Wrong Script, Right Love-Chapter 171: Rewritten, Not Replaced
[Hayato’s POV—Night Club—The Same Night]
"—So you’re telling me," he said slowly, voice slurred but sharp enough to cut, "that you feel like you and your personal assistant have some kind of ancient, tragic, soul-bound relationship?"
I looked at him across the small, sticky table, neon lights bleeding purple and blue across his face.
Ryo Kanzaki.
My oldest friend. Also the only man who could show up to an upscale nightclub wearing two different shoes—one dress shoe, one sneaker—and somehow still look intentional.
His hair was a disaster. His jacket hung off one shoulder. He looked pissed at the world, at the music, at me.
"Yes," I said flatly.
The bass thumped through my chest. Glasses clinked. Someone laughed too loudly behind us.

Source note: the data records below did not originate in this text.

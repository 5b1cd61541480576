//! Analysis endpoints
//!
//! `/analyze` drives the loop to completion and returns the assembled
//! response; `/analyze/stream` forwards the loop's event stream as SSE with
//! periodic heartbeats. A disconnecting subscriber drops the stream, which
//! the loop observes as cancellation at its next suspension point.
//!
//! The loop enforces its own wall-clock deadline and then answers with a
//! best-effort `BUDGET_EXHAUSTED` completion; an outer watchdog (deadline
//! plus a small grace) catches the case where the loop cannot even do that,
//! e.g. a hung provider call, and fails the request with 504.

use std::convert::Infallible;
use std::time::Duration;

use axum::Json;
use axum::extract::State;
use axum::response::sse::{Event, KeepAlive, Sse};
use axum::response::{IntoResponse, Response};
use futures::{Stream, StreamExt};

use crate::api::AppState;
use crate::api::types::{AnalysisResponse, AnalyzeRequest, ApiError, status_for_error_code};
use crate::core::constants::DEADLINE_GRACE_SECS;
use crate::domain::agent::events::AgentEvent;
use crate::domain::llm::{LlmClient, LlmSettings};
use crate::domain::{AgentLoop, ErrorCode};

/// Heartbeat cadence on the SSE stream (seconds)
const HEARTBEAT_INTERVAL_SECS: u64 = 15;

/// Longest accepted question (characters)
const MAX_QUESTION_CHARS: usize = 4_000;

fn build_agent(
    state: &AppState,
    request: AnalyzeRequest,
) -> Result<(AgentLoop, String, Option<String>), ApiError> {
    let question = request.question.trim().to_string();
    if question.is_empty() {
        return Err(ApiError::bad_request(
            "EMPTY_QUESTION",
            "question must not be empty",
        ));
    }
    if question.chars().count() > MAX_QUESTION_CHARS {
        return Err(ApiError::bad_request(
            "QUESTION_TOO_LONG",
            format!("question exceeds {MAX_QUESTION_CHARS} characters"),
        ));
    }

    if let Some(ref dataset_id) = request.dataset_id {
        if !state.registry.exists(dataset_id) {
            return Err(ApiError::not_found(
                ErrorCode::DatasetNotFound.as_str(),
                format!("dataset not found: {dataset_id}"),
            ));
        }
    }

    let overrides = request.llm_config.unwrap_or_default();
    let settings = LlmSettings::resolve(
        &state.llm_defaults,
        overrides.provider,
        overrides.api_key,
        overrides.model,
        overrides.base_url,
    )
    .map_err(|message| ApiError::bad_request("LLM_CONFIG", message))?;

    let agent = AgentLoop::new(
        LlmClient::new(settings),
        state.registry.clone(),
        state.cache.clone(),
        state.uploads_dir.clone(),
        state.limits.clone(),
        state.shutdown_rx.clone(),
    );
    Ok((agent, question, request.dataset_id))
}

/// Watchdog window: the loop's own deadline plus a winding-down grace
fn watchdog_window(state: &AppState) -> Duration {
    Duration::from_secs(state.limits.deadline_secs + DEADLINE_GRACE_SECS)
}

/// Full analysis: drive the stream to its terminal event, under the
/// overall-deadline watchdog. A watchdog breach drops the stream (the loop
/// sees cancellation) and surfaces as 504.
pub async fn analyze(
    State(state): State<AppState>,
    Json(request): Json<AnalyzeRequest>,
) -> Result<Response, ApiError> {
    let (agent, question, dataset_id) = build_agent(&state, request)?;
    let stream = agent.run(question, dataset_id);

    match tokio::time::timeout(watchdog_window(&state), drive_to_terminal(stream)).await {
        Ok(result) => result,
        Err(_) => Err(ApiError::timeout(format!(
            "analysis did not finish within the {}s deadline",
            state.limits.deadline_secs
        ))),
    }
}

async fn drive_to_terminal(
    stream: impl Stream<Item = AgentEvent>,
) -> Result<Response, ApiError> {
    futures::pin_mut!(stream);

    while let Some(event) = stream.next().await {
        match event {
            AgentEvent::Complete {
                answer,
                tables,
                charts,
                trace,
                error_code,
            } => {
                let response = AnalysisResponse {
                    answer,
                    tables,
                    charts,
                    trace,
                    success: error_code.is_none(),
                    error_code,
                    error: None,
                };
                return Ok(Json(response).into_response());
            }
            AgentEvent::Error {
                error_code,
                message,
                trace,
            } => {
                let response = AnalysisResponse {
                    answer: String::new(),
                    tables: Vec::new(),
                    charts: Vec::new(),
                    trace,
                    success: false,
                    error_code: Some(error_code),
                    error: Some(message),
                };
                return Ok((status_for_error_code(error_code), Json(response)).into_response());
            }
            _ => {}
        }
    }
    Err(ApiError::internal("analysis ended without a terminal event"))
}

enum StreamItem {
    Agent(Option<AgentEvent>),
    Heartbeat,
    DeadlineExceeded,
}

/// Streaming analysis over server-sent events
pub async fn analyze_stream(
    State(state): State<AppState>,
    Json(request): Json<AnalyzeRequest>,
) -> Result<Sse<impl Stream<Item = Result<Event, Infallible>>>, ApiError> {
    let (agent, question, dataset_id) = build_agent(&state, request)?;
    let events = agent.run(question, dataset_id);
    let watchdog = watchdog_window(&state);

    let stream = async_stream::stream! {
        futures::pin_mut!(events);
        let mut heartbeat = tokio::time::interval(Duration::from_secs(HEARTBEAT_INTERVAL_SECS));
        heartbeat.tick().await; // consume the immediate first tick
        let deadline = tokio::time::sleep(watchdog);
        tokio::pin!(deadline);

        loop {
            let item = tokio::select! {
                event = events.next() => StreamItem::Agent(event),
                _ = heartbeat.tick() => StreamItem::Heartbeat,
                _ = &mut deadline => StreamItem::DeadlineExceeded,
            };
            match item {
                StreamItem::Agent(None) => break,
                StreamItem::Agent(Some(event)) => {
                    let terminal = event.is_terminal();
                    match serde_json::to_string(&event) {
                        Ok(data) => yield Ok(Event::default().event(event.name()).data(data)),
                        Err(e) => tracing::error!(error = %e, "Failed to serialize SSE event"),
                    }
                    if terminal {
                        break;
                    }
                }
                StreamItem::Heartbeat => {
                    let beat = AgentEvent::Heartbeat;
                    let data = serde_json::to_string(&beat).unwrap_or_else(|_| "{}".to_string());
                    yield Ok(Event::default().event(beat.name()).data(data));
                }
                StreamItem::DeadlineExceeded => {
                    // The loop failed to wind down by its own deadline;
                    // emit a terminal error and drop it (cancellation).
                    tracing::warn!("Streaming analysis hit the overall-deadline watchdog");
                    let data = serde_json::json!({
                        "type": "error",
                        "error_code": ErrorCode::BudgetExhausted,
                        "message": "analysis did not finish within the deadline",
                    });
                    yield Ok(Event::default().event("error").data(data.to_string()));
                    break;
                }
            }
        }
    };

    Ok(Sse::new(stream).keep_alive(
        KeepAlive::new()
            .interval(Duration::from_secs(30))
            .text("keep-alive"),
    ))
}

Ryo stared at me for a full five seconds.
Then he leaned back, dragged a hand down his face, and groaned.
"Great," he muttered. "Just great. First you lose all of your past memory, then you come back colder than an iceberg, and now you’re telling me you’ve got a past-life romance with your employee."
"I didn’t say romance."
He snorted. "You didn’t have to."
I took a slow sip of my drink—whiskey, neat. The burn grounded me, sharp and familiar. "Do you think this is a side effect of memory loss? Because since I met him, I keep having the same dreams for a week now."
Ryo stared at me flatly. Completely unimpressed. "Yes. It is the side effect. You need to see the doctor...maybe your brain is creating some illusions."
. . .
. . .
I glanced at him sideways. "That’s not what I wanted to hear."
"Then what?" he snapped, clearly irritated. "Should I say—oh yes, of course, Hayato, you’re actually some medieval fantasy king, and your wife died tragically, got reborn as a man, and now your husband instincts wake up every time you look at your assistant?"
. . .
. . .
I tilted my glass, considering.
"...Well," I said slowly, taking another sip, "that did sound strangely valid."
Ryo groaned loudly and slammed his head back against the couch. "Why am I your friend again? What sin did I commit in my past life?"
Then he straightened suddenly, pointing at me accusingly. "Hey. You idiot. You’re just in love with your assistant."
I frowned. "But I’m not gay."
He rolled his eyes so hard I thought they might get stuck. "Maybe you just like him. You don’t need to be gay for that."
I blinked.
"...Really?"
"Yes," he said confidently. "Absolutely. One hundred percent."
I narrowed my eyes at him. "And how do you know that?"
He froze.
Just slightly.
Barely noticeable.
But I noticed.
I leaned back, a slow smirk curling at the corner of my mouth. "Oh?"
Ryo looked away, suddenly very interested in his drink. "Don’t look at me like that."
I smiled wider. "So... you got yourself a boyfriend?"
"...Well," he muttered.
I chuckled softly, leaning back into the couch, one arm draped lazily over the backrest. "Do whatever you want. It’s not my business—just don’t cry and come running to me when you get dumped."
He flinched like I’d stabbed him. "This man..." he muttered darkly.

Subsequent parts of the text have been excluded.